• [Exercise inputs]:
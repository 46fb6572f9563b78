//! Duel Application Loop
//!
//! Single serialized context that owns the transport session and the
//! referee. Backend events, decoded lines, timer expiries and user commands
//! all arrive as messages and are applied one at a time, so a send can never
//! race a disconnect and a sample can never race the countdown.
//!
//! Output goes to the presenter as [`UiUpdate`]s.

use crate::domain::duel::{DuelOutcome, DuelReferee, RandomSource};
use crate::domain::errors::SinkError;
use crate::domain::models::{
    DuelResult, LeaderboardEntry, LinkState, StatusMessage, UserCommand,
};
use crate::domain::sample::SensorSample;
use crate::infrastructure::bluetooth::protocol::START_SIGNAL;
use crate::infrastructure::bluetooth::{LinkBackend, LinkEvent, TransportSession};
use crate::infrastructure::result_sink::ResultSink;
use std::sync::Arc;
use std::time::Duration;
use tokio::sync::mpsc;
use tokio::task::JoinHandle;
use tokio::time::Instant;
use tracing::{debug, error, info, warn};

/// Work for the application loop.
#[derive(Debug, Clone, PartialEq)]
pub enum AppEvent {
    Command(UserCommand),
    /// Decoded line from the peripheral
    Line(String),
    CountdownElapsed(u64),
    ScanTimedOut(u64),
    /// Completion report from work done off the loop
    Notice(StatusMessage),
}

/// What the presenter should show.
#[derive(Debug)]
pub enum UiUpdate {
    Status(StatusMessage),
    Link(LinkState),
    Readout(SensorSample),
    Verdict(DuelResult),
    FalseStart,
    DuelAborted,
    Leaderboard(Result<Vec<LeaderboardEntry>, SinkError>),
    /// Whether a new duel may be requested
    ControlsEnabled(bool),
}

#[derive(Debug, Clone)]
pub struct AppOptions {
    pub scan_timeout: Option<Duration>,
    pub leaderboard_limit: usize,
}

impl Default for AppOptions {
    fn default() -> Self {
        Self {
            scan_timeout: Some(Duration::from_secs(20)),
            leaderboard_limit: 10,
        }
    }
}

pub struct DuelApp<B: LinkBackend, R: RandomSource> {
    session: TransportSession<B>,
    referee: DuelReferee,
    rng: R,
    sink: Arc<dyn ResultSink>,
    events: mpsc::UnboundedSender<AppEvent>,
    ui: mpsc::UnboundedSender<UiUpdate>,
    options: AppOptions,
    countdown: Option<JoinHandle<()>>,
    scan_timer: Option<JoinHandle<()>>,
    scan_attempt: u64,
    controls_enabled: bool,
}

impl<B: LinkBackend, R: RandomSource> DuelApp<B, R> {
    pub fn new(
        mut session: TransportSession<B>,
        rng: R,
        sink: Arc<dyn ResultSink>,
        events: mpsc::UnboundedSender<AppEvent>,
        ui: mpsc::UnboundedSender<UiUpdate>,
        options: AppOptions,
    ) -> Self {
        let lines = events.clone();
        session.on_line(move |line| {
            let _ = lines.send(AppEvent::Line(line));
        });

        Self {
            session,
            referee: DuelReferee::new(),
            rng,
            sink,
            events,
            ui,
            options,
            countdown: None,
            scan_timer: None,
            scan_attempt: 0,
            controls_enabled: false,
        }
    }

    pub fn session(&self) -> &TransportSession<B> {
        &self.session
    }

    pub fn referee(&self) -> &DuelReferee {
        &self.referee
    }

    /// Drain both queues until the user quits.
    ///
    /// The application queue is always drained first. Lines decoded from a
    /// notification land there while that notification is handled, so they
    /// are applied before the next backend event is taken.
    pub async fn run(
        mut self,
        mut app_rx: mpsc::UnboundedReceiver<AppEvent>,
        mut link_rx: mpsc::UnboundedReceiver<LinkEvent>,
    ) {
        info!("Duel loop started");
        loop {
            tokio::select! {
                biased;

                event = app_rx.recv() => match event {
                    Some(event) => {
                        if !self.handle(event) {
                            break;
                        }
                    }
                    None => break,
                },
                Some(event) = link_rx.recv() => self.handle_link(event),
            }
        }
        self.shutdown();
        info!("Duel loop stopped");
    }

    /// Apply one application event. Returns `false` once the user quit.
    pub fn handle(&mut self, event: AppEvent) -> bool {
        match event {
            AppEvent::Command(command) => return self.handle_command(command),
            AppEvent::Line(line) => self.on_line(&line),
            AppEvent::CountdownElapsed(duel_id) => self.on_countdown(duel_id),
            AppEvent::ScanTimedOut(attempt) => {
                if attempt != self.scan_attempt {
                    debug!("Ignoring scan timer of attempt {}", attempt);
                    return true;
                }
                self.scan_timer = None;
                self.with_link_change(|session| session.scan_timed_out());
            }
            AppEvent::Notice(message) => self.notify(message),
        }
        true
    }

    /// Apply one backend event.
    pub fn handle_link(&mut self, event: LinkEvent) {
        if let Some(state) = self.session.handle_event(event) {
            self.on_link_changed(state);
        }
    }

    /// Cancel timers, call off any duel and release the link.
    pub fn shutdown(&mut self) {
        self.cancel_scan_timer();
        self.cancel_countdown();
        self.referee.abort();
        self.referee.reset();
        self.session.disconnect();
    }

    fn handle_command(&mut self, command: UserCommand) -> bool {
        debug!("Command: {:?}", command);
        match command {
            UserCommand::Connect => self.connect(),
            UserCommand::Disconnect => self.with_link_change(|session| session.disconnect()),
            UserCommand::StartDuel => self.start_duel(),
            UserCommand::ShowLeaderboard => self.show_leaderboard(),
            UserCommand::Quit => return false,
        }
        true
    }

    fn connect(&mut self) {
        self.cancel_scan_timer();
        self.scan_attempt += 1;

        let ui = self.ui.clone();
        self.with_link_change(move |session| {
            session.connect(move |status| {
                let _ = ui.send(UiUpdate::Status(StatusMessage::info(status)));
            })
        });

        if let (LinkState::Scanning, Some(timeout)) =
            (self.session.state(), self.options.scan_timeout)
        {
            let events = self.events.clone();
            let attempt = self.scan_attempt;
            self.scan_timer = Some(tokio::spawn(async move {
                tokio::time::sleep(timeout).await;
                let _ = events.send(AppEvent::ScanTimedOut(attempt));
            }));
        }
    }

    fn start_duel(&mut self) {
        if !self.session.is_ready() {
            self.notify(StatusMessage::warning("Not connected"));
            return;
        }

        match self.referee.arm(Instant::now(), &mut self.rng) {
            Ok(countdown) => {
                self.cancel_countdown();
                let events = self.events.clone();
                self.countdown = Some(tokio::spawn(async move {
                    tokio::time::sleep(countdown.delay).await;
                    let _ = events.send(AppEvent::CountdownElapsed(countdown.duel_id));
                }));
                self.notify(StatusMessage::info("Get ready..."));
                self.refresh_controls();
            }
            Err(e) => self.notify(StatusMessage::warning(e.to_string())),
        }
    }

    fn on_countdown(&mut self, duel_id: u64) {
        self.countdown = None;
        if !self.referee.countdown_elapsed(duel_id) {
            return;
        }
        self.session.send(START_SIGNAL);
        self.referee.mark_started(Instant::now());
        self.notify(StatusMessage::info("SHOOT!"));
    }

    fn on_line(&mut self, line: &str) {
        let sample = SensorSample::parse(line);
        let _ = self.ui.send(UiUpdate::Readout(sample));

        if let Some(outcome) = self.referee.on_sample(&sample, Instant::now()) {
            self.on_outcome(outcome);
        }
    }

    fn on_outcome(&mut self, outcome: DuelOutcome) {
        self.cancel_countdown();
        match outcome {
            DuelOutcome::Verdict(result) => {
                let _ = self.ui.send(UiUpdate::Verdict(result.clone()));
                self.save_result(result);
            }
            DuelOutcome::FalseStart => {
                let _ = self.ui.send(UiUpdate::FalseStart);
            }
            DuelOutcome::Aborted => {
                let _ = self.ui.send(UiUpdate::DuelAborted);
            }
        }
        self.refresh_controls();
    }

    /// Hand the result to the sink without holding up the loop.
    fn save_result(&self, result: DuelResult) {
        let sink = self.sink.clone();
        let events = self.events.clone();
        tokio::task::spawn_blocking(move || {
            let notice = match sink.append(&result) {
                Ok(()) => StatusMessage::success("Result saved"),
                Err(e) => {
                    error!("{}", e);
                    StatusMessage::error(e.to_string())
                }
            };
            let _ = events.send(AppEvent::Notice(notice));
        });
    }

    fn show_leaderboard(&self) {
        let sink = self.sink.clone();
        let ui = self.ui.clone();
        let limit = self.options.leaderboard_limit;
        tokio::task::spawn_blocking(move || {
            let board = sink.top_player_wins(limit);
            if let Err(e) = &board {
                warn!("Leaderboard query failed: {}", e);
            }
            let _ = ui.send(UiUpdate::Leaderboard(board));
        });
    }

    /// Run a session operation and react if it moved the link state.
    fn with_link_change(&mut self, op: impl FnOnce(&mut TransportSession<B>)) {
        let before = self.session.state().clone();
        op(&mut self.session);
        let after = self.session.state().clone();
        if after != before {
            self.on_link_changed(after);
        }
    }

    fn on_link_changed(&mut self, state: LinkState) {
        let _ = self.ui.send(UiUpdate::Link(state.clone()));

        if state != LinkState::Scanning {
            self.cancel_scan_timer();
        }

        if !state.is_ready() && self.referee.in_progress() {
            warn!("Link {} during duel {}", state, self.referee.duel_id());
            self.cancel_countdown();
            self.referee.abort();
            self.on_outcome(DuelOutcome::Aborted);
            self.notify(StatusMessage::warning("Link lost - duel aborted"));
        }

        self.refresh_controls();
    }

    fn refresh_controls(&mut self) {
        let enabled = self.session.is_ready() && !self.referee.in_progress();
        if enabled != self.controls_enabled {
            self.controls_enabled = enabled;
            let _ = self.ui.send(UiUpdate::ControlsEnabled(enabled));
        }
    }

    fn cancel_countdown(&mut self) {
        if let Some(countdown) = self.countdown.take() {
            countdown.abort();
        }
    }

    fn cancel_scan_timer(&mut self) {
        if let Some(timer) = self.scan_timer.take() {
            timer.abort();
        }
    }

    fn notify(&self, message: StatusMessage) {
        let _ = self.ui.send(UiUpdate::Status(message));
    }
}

• [Task item]:
Scan the entries and show every line in which the word "UnboundedSender" is found.

• [Output for this exercise]:
    events: mpsc::UnboundedSender<AppEvent>,
    ui: mpsc::UnboundedSender<UiUpdate>,
        events: mpsc::UnboundedSender<AppEvent>,
        ui: mpsc::UnboundedSender<UiUpdate>,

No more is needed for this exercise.